- Carries the transgene coding for the 695-amino acid isoform of human Alzheimer β-amyloid (Aβ) protein in addition to the transgene for the human P301L mutation of the microtubule-associated protein tau gene (MAPT)
- Amyloid plaque distribution, number, morphology and density is similar between APPSWE-Tau mice and APPSWE mice
- Motor disturbances and morphology of neurofibrillary tangles (NFT) is comparable between the APPSWE-Tau and Tau mice, although older female APPSWE-Tau mice have a marked increase in limbic areas compared to Tau females
- Useful for the study of Alzheimer's Disease that address both the formation of β-amyloid plaques and NFT and to study drugs for treatment or prevention of Alzheimer's disease
- The 2469 Hemizygous / Hemizygous mice are hemizygous for the APPSWE mutation and hemizygous for the Tau mutation.
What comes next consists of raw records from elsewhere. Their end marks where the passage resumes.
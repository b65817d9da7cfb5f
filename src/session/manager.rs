use super::*;

/// Shortest time an unused per-key lock stays in the lock table.
const LOCK_MIN_IDLE: Duration = Duration::from_secs(60 * 60);

impl SessionManager {
    /// Creates a session manager over SSH with default options.
    pub fn new() -> Self {
        Self::with_transport(SshTransport::default(), ManagerOptions::default())
    }
}

impl Default for SessionManager {
    fn default() -> Self {
        Self::new()
    }
}

impl<T: Transport> Clone for SessionManager<T> {
    fn clone(&self) -> Self {
        Self {
            inner: self.inner.clone(),
        }
    }
}

impl<T: Transport> SessionManager<T> {
    /// Creates a session manager dialing through `transport`.
    ///
    /// The idle sweep starts with the first [`get_session`](Self::get_session)
    /// call, so a manager can be built outside a runtime.
    pub fn with_transport(transport: T, options: ManagerOptions) -> Self {
        let locks = Cache::builder()
            .time_to_idle(options.idle_threshold().saturating_mul(2).max(LOCK_MIN_IDLE))
            .build();

        Self {
            inner: Arc::new(ManagerState {
                transport,
                options,
                store: Arc::new(SessionStore {
                    cache: RwLock::new(HashMap::new()),
                    locks,
                }),
                sweeper: OnceCell::new(),
            }),
        }
    }

    pub fn options(&self) -> &ManagerOptions {
        &self.inner.options
    }

    pub fn transport(&self) -> &T {
        &self.inner.transport
    }

    /// Gets a cached session or creates a new one.
    ///
    /// The per-key lock is held for the whole lookup, probe and creation, so
    /// concurrent callers for one device end up sharing a single connection
    /// while other devices proceed in parallel. A cached session is reused
    /// only if it answers the liveness probe; otherwise it is closed and
    /// replaced. Dial and shell failures are returned as is, without retry.
    pub async fn get_session(
        &self,
        config: &SessionConfig,
    ) -> Result<Arc<Session<T::Conn>>, ConnectError> {
        self.ensure_sweeper();

        let key = config.session_key();
        let lock = self.inner.store.key_lock(&key).await;
        let _guard = lock.lock().await;

        if let Some(session) = self.inner.store.get(&key) {
            debug!("Cache hit: {}", key);
            if session.check_liveness().await {
                session.touch();
                return Ok(session);
            }
            debug!("Cached session {} failed liveness check, recreating", key);
            session.close().await;
        } else {
            debug!("Cache miss, creating new session for {}...", key);
        }

        let session = match self.inner.establish(config, key.clone()).await {
            Ok(session) => session,
            Err(e) => {
                warn!("{} Failed to establish session: {}", key, e);
                return Err(e);
            }
        };
        self.inner.store.insert(key.clone(), session.clone());
        debug!("New session for {} has been cached.", key);

        Ok(session)
    }

    /// Empties the cache slot of `key` and closes the session it held.
    ///
    /// Waits for the per-key lock, so a creation or probe in progress for
    /// the same device finishes first.
    pub async fn remove_session(&self, key: &SessionKey) {
        let lock = self.inner.store.key_lock(key).await;
        let _guard = lock.lock().await;

        if let Some(session) = self.inner.store.take(key) {
            debug!("{} Removing session {}", key, session.id());
            session.close().await;
        }
    }

    /// Number of cached sessions.
    pub fn len(&self) -> usize {
        self.inner.store.len()
    }

    pub fn is_empty(&self) -> bool {
        self.len() == 0
    }

    /// Whether a session is cached under `key`.
    pub fn contains(&self, key: &SessionKey) -> bool {
        self.inner.store.get(key).is_some()
    }

    /// Runs one sweep cycle now and returns the keys it evicted.
    pub async fn sweep_idle(&self) -> Vec<SessionKey> {
        self.inner.sweep_idle().await
    }

    fn ensure_sweeper(&self) {
        self.inner.sweeper.get_or_init(|| {
            sweep::spawn_sweeper(
                Arc::downgrade(&self.inner),
                self.inner.options.sweep_interval(),
            )
        });
    }
}

impl<T: Transport> ManagerState<T> {
    /// Dials, opens the shell, drains the banner and runs the vendor initializer.
    pub(super) async fn establish(
        &self,
        config: &SessionConfig,
        key: SessionKey,
    ) -> Result<Arc<Session<T::Conn>>, ConnectError> {
        let conn = self
            .transport
            .dial(config, self.options.dial_timeout())
            .await?;

        let session = Session::create(
            conn,
            config.vendor().clone(),
            key,
            Some(self.store.deregistration()),
            self.options.session.clone(),
        )
        .await?;

        let banner = session
            .read_until_expected(self.options.init_timeout(), PROMPT_TERMINATORS)
            .await;
        trace!("{} Login output: {:?}", session.key(), banner);

        if let Some(echo) = templates::initialize(&session, self.options.init_timeout()).await {
            trace!("{} Pagination output: {:?}", session.key(), echo);
        }

        Ok(Arc::new(session))
    }
}

impl<T: Transport> Drop for ManagerState<T> {
    fn drop(&mut self) {
        if let Some(sweeper) = self.sweeper.get() {
            sweeper.abort();
        }
    }
}

impl<C: Connection> SessionStore<C> {
    pub(super) async fn key_lock(&self, key: &SessionKey) -> Arc<tokio::sync::Mutex<()>> {
        self.locks
            .get_with(key.clone(), async { Arc::new(tokio::sync::Mutex::new(())) })
            .await
    }

    pub(super) fn get(&self, key: &SessionKey) -> Option<Arc<Session<C>>> {
        self.cache
            .read()
            .unwrap_or_else(PoisonError::into_inner)
            .get(key)
            .and_then(|entry| entry.clone())
    }

    pub(super) fn insert(&self, key: SessionKey, session: Arc<Session<C>>) {
        let previous = self
            .cache
            .write()
            .unwrap_or_else(PoisonError::into_inner)
            .insert(key, Some(session));
        if let Some(Some(previous)) = previous
            && previous.is_open()
        {
            warn!("{} Replaced session {} that was still open", previous.key(), previous.id());
        }
    }

    /// Empties the slot of `key` and hands back what it held.
    fn take(&self, key: &SessionKey) -> Option<Arc<Session<C>>> {
        self.cache
            .write()
            .unwrap_or_else(PoisonError::into_inner)
            .get_mut(key)
            .and_then(Option::take)
    }

    /// Empties the slot only if it still holds session `id`.
    fn deregister(&self, key: &SessionKey, id: u64) {
        let mut cache = self.cache.write().unwrap_or_else(PoisonError::into_inner);
        match cache.get_mut(key) {
            Some(entry) if entry.as_ref().is_some_and(|s| s.id() == id) => {
                *entry = None;
                debug!("{} Session {} removed from cache", key, id);
            }
            _ => trace!("{} Session {} no longer cached", key, id),
        }
    }

    /// Capability a session uses to remove itself on close. Does not keep
    /// the store alive.
    fn deregistration(self: &Arc<Self>) -> OnClose {
        let store = Arc::downgrade(self);
        Box::new(move |key: &SessionKey, id: u64| {
            if let Some(store) = store.upgrade() {
                store.deregister(key, id);
            }
        })
    }

    fn len(&self) -> usize {
        self.cache
            .read()
            .unwrap_or_else(PoisonError::into_inner)
            .values()
            .filter(|entry| entry.is_some())
            .count()
    }
}
impl<C: Connection> Drop for Session<C> {
    /// Stops both tasks. A session dropped without [`close`](Session::close)
    /// also has its connection closed on the current runtime, if any.
    fn drop(&mut self) {
        for task in self.tasks.get_mut().unwrap_or_else(PoisonError::into_inner).drain(..) {
            task.abort();
        }
        if *self.closed.get_mut() {
            return;
        }
        let Ok(runtime) = tokio::runtime::Handle::try_current() else {
            debug!("{} Session {} dropped outside a runtime", self.key, self.id);
            return;
        };
        debug!("{} Session {} dropped while open", self.key, self.id);
        let conn = self.conn.clone();
        let key = self.key.clone();
        runtime.spawn(async move {
            if let Err(e) = conn.close().await {
                warn!("{} Close transport err: {}", key, e);
            }
        });
    }
}

/// Takes every buffered chunk. Also reports whether the reader side is gone.
fn drain(rx: &mut Receiver<String>) -> (String, bool) {
    let mut output = String::new();
    loop {
        match rx.try_recv() {
            Ok(chunk) => output.push_str(&chunk),
            Err(TryRecvError::Empty) => return (output, false),
            Err(TryRecvError::Disconnected) => return (output, true),
        }
    }
}
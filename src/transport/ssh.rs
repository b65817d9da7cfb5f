//! SSH transport over `async-ssh2-tokio` and `russh`.

use std::time::Duration;

use async_ssh2_tokio::client::{AuthMethod, Client};
use async_ssh2_tokio::{Config, ServerCheckMethod};
use log::debug;
use russh::client::Msg;
use russh::{ChannelStream, Pty};
use tokio::io::{ReadHalf, WriteHalf};

use super::{Connection, Transport};
use crate::config::{HostKeyPolicy, PtyOptions, SshOptions};
use crate::device::SessionConfig;
use crate::error::ConnectError;

/// Dials devices over SSH with password authentication.
#[derive(Debug, Clone, Default)]
pub struct SshTransport {
    options: SshOptions,
}

impl SshTransport {
    pub fn new(options: SshOptions) -> Self {
        Self { options }
    }

    pub fn options(&self) -> &SshOptions {
        &self.options
    }

    fn server_check(&self) -> ServerCheckMethod {
        match self.options.host_key_policy {
            HostKeyPolicy::AcceptAny => ServerCheckMethod::NoCheck,
            HostKeyPolicy::KnownHosts => ServerCheckMethod::DefaultKnownHostsFile,
        }
    }
}

impl Transport for SshTransport {
    type Conn = SshConnection;

    async fn dial(
        &self,
        config: &SessionConfig,
        timeout: Duration,
    ) -> Result<SshConnection, ConnectError> {
        let addr = config.address();
        debug!("Begin connect to {}", addr);

        let ssh_config = Config {
            preferred: self.options.cipher_policy.preferred(),
            inactivity_timeout: self.options.inactivity_timeout_secs.map(Duration::from_secs),
            ..Default::default()
        };

        let connect = Client::connect_with_config(
            (config.host().to_string(), config.port()),
            config.user(),
            AuthMethod::with_password(config.secret()),
            self.server_check(),
            ssh_config,
        );

        let client = tokio::time::timeout(timeout, connect)
            .await
            .map_err(|_| {
                ConnectError::connect_failed(&addr, format!("dial timed out after {timeout:?}"))
            })?
            .map_err(|e| ConnectError::connect_failed(&addr, e))?;
        debug!("{} TCP connection successful", addr);

        Ok(SshConnection { client, addr })
    }
}

/// An authenticated SSH client connection.
pub struct SshConnection {
    client: Client,
    addr: String,
}

impl Connection for SshConnection {
    type Writer = WriteHalf<ChannelStream<Msg>>;
    type Reader = ReadHalf<ChannelStream<Msg>>;

    async fn open_pseudo_terminal(
        &mut self,
        pty: &PtyOptions,
    ) -> Result<(Self::Writer, Self::Reader), ConnectError> {
        let channel = self
            .client
            .get_channel()
            .await
            .map_err(|e| ConnectError::connect_failed(&self.addr, e))?;

        let modes = [
            (Pty::ECHO, u32::from(pty.echo)),
            (Pty::TTY_OP_ISPEED, pty.speed),
            (Pty::TTY_OP_OSPEED, pty.speed),
        ];
        channel
            .request_pty(false, &pty.term, pty.cols, pty.rows, 0, 0, &modes)
            .await
            .map_err(|e| ConnectError::connect_failed(&self.addr, e))?;
        channel
            .request_shell(false)
            .await
            .map_err(|e| ConnectError::connect_failed(&self.addr, e))?;
        debug!("{} Shell request successful", self.addr);

        let (reader, writer) = tokio::io::split(channel.into_stream());
        Ok((writer, reader))
    }

    async fn close(&self) -> Result<(), ConnectError> {
        if self.client.is_closed() {
            return Ok(());
        }
        self.client
            .disconnect()
            .await
            .map_err(|e| ConnectError::TransportLost(format!("{}: {}", self.addr, e)))
    }

    fn is_closed(&self) -> bool {
        self.client.is_closed()
    }
}
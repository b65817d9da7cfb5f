//! Session pooling and interactive command execution.
//!
//! This module turns a raw duplex shell stream into command/response
//! exchanges and caches the resulting sessions per device login.
//!
//! # Main Components
//!
//! - [`SessionManager`] - Session cache with per-key locking and idle sweep
//!   (singleton via `MANAGER`)
//! - [`Session`] - One interactive shell with its writer and reader tasks

use log::{debug, info, trace, warn};
use moka::future::Cache;
use once_cell::sync::{Lazy, OnceCell};

use std::collections::HashMap;
use std::sync::atomic::{AtomicBool, AtomicU64, Ordering};
use std::sync::{Arc, Mutex, PoisonError, RwLock, Weak};
use std::time::Duration;
use tokio::sync::mpsc::{self, Receiver, Sender};
use tokio::task::JoinHandle;
use tokio::time::Instant;

use crate::config::{ManagerOptions, SessionOptions};
use crate::device::{SessionConfig, SessionKey};
use crate::error::ConnectError;
use crate::templates::{self, PROMPT_TERMINATORS, Vendor};
use crate::transport::{Connection, SshTransport, Transport};

/// Global singleton session manager over SSH with default options.
pub static MANAGER: Lazy<SessionManager> = Lazy::new(SessionManager::new);

/// Deregistration capability handed to a session by its manager.
///
/// Called at most once, on close, with the session's key and id.
pub type OnClose = Box<dyn FnOnce(&SessionKey, u64) + Send>;

/// An interactive shell on one transport connection.
///
/// Output has no framing. Replies are read back either until a prompt
/// terminator shows up ([`read_until_expected`](Session::read_until_expected))
/// or until the output stays quiet ([`read_until_quiet`](Session::read_until_quiet)).
/// A session serves one caller at a time.
pub struct Session<C: Connection> {
    id: u64,
    key: SessionKey,
    vendor: Vendor,
    options: SessionOptions,
    conn: Arc<C>,

    last_used: Mutex<Instant>,
    closed: AtomicBool,

    /// Set by the reader or writer task once the transport stops carrying data.
    lost: Arc<AtomicBool>,

    /// Command queue drained by the writer task; `None` once closed.
    commands: Mutex<Option<Sender<String>>>,

    /// Output chunks pushed by the reader task.
    output: tokio::sync::Mutex<Receiver<String>>,

    tasks: Mutex<Vec<JoinHandle<()>>>,
    on_close: Mutex<Option<OnClose>>,
}

/// Session pool manager.
///
/// Caches one session per [`SessionKey`], serializes creation per key, and
/// evicts sessions idle for longer than the configured threshold (10 minutes
/// by default) from a background sweep task.
pub struct SessionManager<T: Transport = SshTransport> {
    inner: Arc<ManagerState<T>>,
}

struct ManagerState<T: Transport> {
    transport: T,
    options: ManagerOptions,
    store: Arc<SessionStore<T::Conn>>,
    sweeper: OnceCell<JoinHandle<()>>,
}

/// Session cache plus the per-key lock table.
struct SessionStore<C: Connection> {
    /// `None` marks a slot emptied by deregistration; the sweep prunes it.
    cache: RwLock<HashMap<SessionKey, Option<Arc<Session<C>>>>>,

    /// Lazily created per-key creation locks.
    locks: Cache<SessionKey, Arc<tokio::sync::Mutex<()>>>,
}

mod client;
mod manager;
mod sweep;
- The 2469 Wild Type / Hemizygous mice are wild type for the APP mutation and hemizygous for the Tau mutation and serve as one control for the 2469 Hemizygous / Hemizygous model.
- Model 3273 contains the same strain and stock genetic contribution as 2469, and serves as the double wild type control.
- Pink eyed animals, associated with certain coat colors, and the Pde6brd1 retinal degeneration mutation can cause light sensitivity and/or blindness in some animals. This may impact the results of behavioral testing. Upon request, animals can be screened for eye color, coat color, and/or rd1 homozygosity for an additional fee.
- Rd1 tested mice (2469-RD1-F and 2469-RD1-M) are wild type or heterozygous for the Pde6brd1 mutation. Genotype shown in the table above refers to the APPSWE and Tau transgenes.
Genetic Background: C57BL/6, DBA/2, SJL, SW Mixed Background
The APPSWE-Tau double microinjected model was developed by mating homozygous female Tau mice with hemizygous male APP mice (2508 female x 1349 male). The resultant offspring are either hemizygous for both transgenes or wild type for the APPSWE transgene and hemizygous for the Tau transgene. The APPSWE-Tau control model 3273 was developed at Taconic to provide an appropriate genetic control for the APPSWE-Tau double microinjected model. The wild type APP-Tau control model is maintained by mating wild type Tau female mice (1638) to wild type APPSWE male mice (1349).
Wild type for Nnt mutation; carries Pde6brd1 mutation
Lewis J, Dickson DW, Lin W-L, Chisholm L, Corral A, Jones G, Yen S-H, Sahara N, Skipper L, Yager D, Eckman C, Hardy J, Hutton M, McGowan E. (2001) Enhanced Neurofibrillary Degeneration in Transgenic Mice Expressing Mutant Tau and App, Science, 293(5534):1487 – 1491.